[Collected data entries]
--

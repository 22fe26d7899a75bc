//! Composite health score, letter grade, and metric conversions
//!
//! The 1-10 self-assessed metrics are mapped to physical quantities (sleep
//! hours, liters of water, daily steps) and back, so that projections made in
//! physical units can be rescored with the same composite used for the
//! initial `overall_score`.

use crate::types::HealthMetrics;

/// Grade thresholds, highest first
const GRADE_BANDS: &[(f64, &str)] = &[
    (97.0, "A+"),
    (93.0, "A"),
    (90.0, "A-"),
    (87.0, "B+"),
    (83.0, "B"),
    (80.0, "B-"),
    (77.0, "C+"),
    (73.0, "C"),
    (70.0, "C-"),
    (67.0, "D+"),
    (63.0, "D"),
    (60.0, "D-"),
];

pub const METRIC_MIN: f64 = 1.0;
pub const METRIC_MAX: f64 = 10.0;

/// Round to `decimals` places
pub fn round_to(value: f64, decimals: i32) -> f64 {
    let factor = 10f64.powi(decimals);
    (value * factor).round() / factor
}

/// Unweighted mean of four 1-10 component scores, scaled to 0-100
pub fn composite_score(components: [f64; 4]) -> f64 {
    let mean = components.iter().sum::<f64>() / components.len() as f64;
    round_to(mean * 10.0, 1)
}

/// Overall score for the self-assessed metrics
pub fn overall_score(metrics: &HealthMetrics) -> f64 {
    composite_score(metrics.as_array().map(f64::from))
}

/// Letter grade for a 0-100 score
pub fn grade(score: f64) -> &'static str {
    GRADE_BANDS
        .iter()
        .find(|(threshold, _)| score >= *threshold)
        .map(|(_, grade)| *grade)
        .unwrap_or("F")
}

/// Nightly sleep hours implied by a sleep score
pub fn sleep_hours_from_score(score: u8) -> f64 {
    4.0 + 0.5 * f64::from(score)
}

pub fn sleep_score_from_hours(hours: f64) -> f64 {
    ((hours - 4.0) / 0.5).clamp(METRIC_MIN, METRIC_MAX)
}

/// Daily water intake (liters) implied by a hydration score
pub fn hydration_liters_from_score(score: u8) -> f64 {
    0.5 + 0.25 * f64::from(score)
}

pub fn hydration_score_from_liters(liters: f64) -> f64 {
    ((liters - 0.5) / 0.25).clamp(METRIC_MIN, METRIC_MAX)
}

/// Daily steps implied by an exercise score
pub fn steps_from_score(score: u8) -> u32 {
    2_000 + 800 * u32::from(score)
}

pub fn exercise_score_from_steps(steps: f64) -> f64 {
    ((steps - 2_000.0) / 800.0).clamp(METRIC_MIN, METRIC_MAX)
}

/// Weekly structured exercise minutes implied by an exercise score
pub fn exercise_minutes_from_score(score: u8) -> u32 {
    15 * u32::from(score)
}

#[cfg(test)]
mod tests {
    use super::*;

    #[test]
    fn test_overall_score_is_mean_times_ten() {
        assert_eq!(overall_score(&HealthMetrics::uniform(5)), 50.0);
        let metrics = HealthMetrics {
            hydration: 5,
            sleep: 5,
            exercise: 5,
            nutrition: 6,
        };
        assert_eq!(overall_score(&metrics), 52.5);
        assert_eq!(overall_score(&HealthMetrics::uniform(10)), 100.0);
    }

    #[test]
    fn test_grade_bands() {
        assert_eq!(grade(100.0), "A+");
        assert_eq!(grade(97.0), "A+");
        assert_eq!(grade(96.9), "A");
        assert_eq!(grade(90.0), "A-");
        assert_eq!(grade(85.0), "B");
        assert_eq!(grade(72.5), "C-");
        assert_eq!(grade(60.0), "D-");
        assert_eq!(grade(59.9), "F");
        assert_eq!(grade(10.0), "F");
    }

    #[test]
    fn test_conversions_invert() {
        for score in 1..=10u8 {
            let s = f64::from(score);
            assert!((sleep_score_from_hours(sleep_hours_from_score(score)) - s).abs() < 1e-9);
            assert!(
                (hydration_score_from_liters(hydration_liters_from_score(score)) - s).abs() < 1e-9
            );
            assert!((exercise_score_from_steps(steps_from_score(score) as f64) - s).abs() < 1e-9);
        }
    }

    #[test]
    fn test_round_to() {
        assert_eq!(round_to(17.3010, 1), 17.3);
        assert_eq!(round_to(2.449, 2), 2.45);
    }
}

--

▸ Exercise prompt: Copy out each line above, character for character.

▸ Task result:
repository 22fe26d7899a75bc
//! Composite health score, letter grade, and metric conversions
//!
//! The 1-10 self-assessed metrics are mapped to physical quantities (sleep
//! hours, liters of water, daily steps) and back, so that projections made in
//! physical units can be rescored with the same composite used for the
//! initial `overall_score`.

use crate::types::HealthMetrics;

/// Grade thresholds, highest first
const GRADE_BANDS: &[(f64, &str)] = &[
    (97.0, "A+"),
    (93.0, "A"),
    (90.0, "A-"),
    (87.0, "B+"),
    (83.0, "B"),
    (80.0, "B-"),
    (77.0, "C+"),
    (73.0, "C"),
    (70.0, "C-"),
    (67.0, "D+"),
    (63.0, "D"),
    (60.0, "D-"),
];

pub const METRIC_MIN: f64 = 1.0;
pub const METRIC_MAX: f64 = 10.0;

/// Round to `decimals` places
pub fn round_to(value: f64, decimals: i32) -> f64 {
    let factor = 10f64.powi(decimals);
    (value * factor).round() / factor
}

/// Unweighted mean of four 1-10 component scores, scaled to 0-100
pub fn composite_score(components: [f64; 4]) -> f64 {
    let mean = components.iter().sum::<f64>() / components.len() as f64;
    round_to(mean * 10.0, 1)
}

/// Overall score for the self-assessed metrics
pub fn overall_score(metrics: &HealthMetrics) -> f64 {
    composite_score(metrics.as_array().map(f64::from))
}

/// Letter grade for a 0-100 score
pub fn grade(score: f64) -> &'static str {
    GRADE_BANDS
        .iter()
        .find(|(threshold, _)| score >= *threshold)
        .map(|(_, grade)| *grade)
        .unwrap_or("F")
}

/// Nightly sleep hours implied by a sleep score
pub fn sleep_hours_from_score(score: u8) -> f64 {
    4.0 + 0.5 * f64::from(score)
}

pub fn sleep_score_from_hours(hours: f64) -> f64 {
    ((hours - 4.0) / 0.5).clamp(METRIC_MIN, METRIC_MAX)
}

/// Daily water intake (liters) implied by a hydration score
pub fn hydration_liters_from_score(score: u8) -> f64 {
    0.5 + 0.25 * f64::from(score)
}

pub fn hydration_score_from_liters(liters: f64) -> f64 {
    ((liters - 0.5) / 0.25).clamp(METRIC_MIN, METRIC_MAX)
}

/// Daily steps implied by an exercise score
pub fn steps_from_score(score: u8) -> u32 {
    2_000 + 800 * u32::from(score)
}

pub fn exercise_score_from_steps(steps: f64) -> f64 {
    ((steps - 2_000.0) / 800.0).clamp(METRIC_MIN, METRIC_MAX)
}

/// Weekly structured exercise minutes implied by an exercise score
pub fn exercise_minutes_from_score(score: u8) -> u32 {
    15 * u32::from(score)
}

#[cfg(test)]
mod tests {
    use super::*;

    #[test]
    fn test_overall_score_is_mean_times_ten() {
        assert_eq!(overall_score(&HealthMetrics::uniform(5)), 50.0);
        let metrics = HealthMetrics {
            hydration: 5,
            sleep: 5,
            exercise: 5,
            nutrition: 6,
        };
        assert_eq!(overall_score(&metrics), 52.5);
        assert_eq!(overall_score(&HealthMetrics::uniform(10)), 100.0);
    }

    #[test]
    fn test_grade_bands() {
        assert_eq!(grade(100.0), "A+");
        assert_eq!(grade(97.0), "A+");
        assert_eq!(grade(96.9), "A");
        assert_eq!(grade(90.0), "A-");
        assert_eq!(grade(85.0), "B");
        assert_eq!(grade(72.5), "C-");
        assert_eq!(grade(60.0), "D-");
        assert_eq!(grade(59.9), "F");
        assert_eq!(grade(10.0), "F");
    }

    #[test]
    fn test_conversions_invert() {
        for score in 1..=10u8 {
            let s = f64::from(score);
            assert!((sleep_score_from_hours(sleep_hours_from_score(score)) - s).abs() < 1e-9);
            assert!(
                (hydration_score_from_liters(hydration_liters_from_score(score)) - s).abs() < 1e-9
            );
            assert!((exercise_score_from_steps(steps_from_score(score) as f64) - s).abs() < 1e-9);
        }
    }

    #[test]
    fn test_round_to() {
        assert_eq!(round_to(17.3010, 1), 17.3);
        assert_eq!(round_to(2.449, 2), 2.45);
    }
}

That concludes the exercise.